WHAT THE TASK ASKS:
Would you transcribe all of the data exactly, down to the last character?

--- PROVIDED DATA Enclosed Below ---

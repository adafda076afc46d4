use std::sync::Arc;

use hive_core::auth::SecretHasher;
use hive_core::image_store::ImageStore;

use crate::config::ServerConfig;

/// Shared application state available to all Axum handlers via `State<AppState>`.
///
/// Cheaply cloneable: inner data is behind `Arc` or is already `Clone`.
#[derive(Clone)]
pub struct AppState {
    /// Database connection pool.
    pub pool: hive_db::DbPool,
    /// Server configuration.
    pub config: Arc<ServerConfig>,
    /// Publication image files.
    pub images: Arc<ImageStore>,
    /// Password hashing collaborator.
    pub hasher: Arc<dyn SecretHasher>,
}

--- End of Enclosed PROVIDED DATA ---

WRITTEN REPLY:
repository adafda076afc46d4
use std::sync::Arc;

use hive_core::auth::SecretHasher;
use hive_core::image_store::ImageStore;

use crate::config::ServerConfig;

/// Shared application state available to all Axum handlers via `State<AppState>`.
///
/// Cheaply cloneable: inner data is behind `Arc` or is already `Clone`.
#[derive(Clone)]
pub struct AppState {
    /// Database connection pool.
    pub pool: hive_db::DbPool,
    /// Server configuration.
    pub config: Arc<ServerConfig>,
    /// Publication image files.
    pub images: Arc<ImageStore>,
    /// Password hashing collaborator.
    pub hasher: Arc<dyn SecretHasher>,
}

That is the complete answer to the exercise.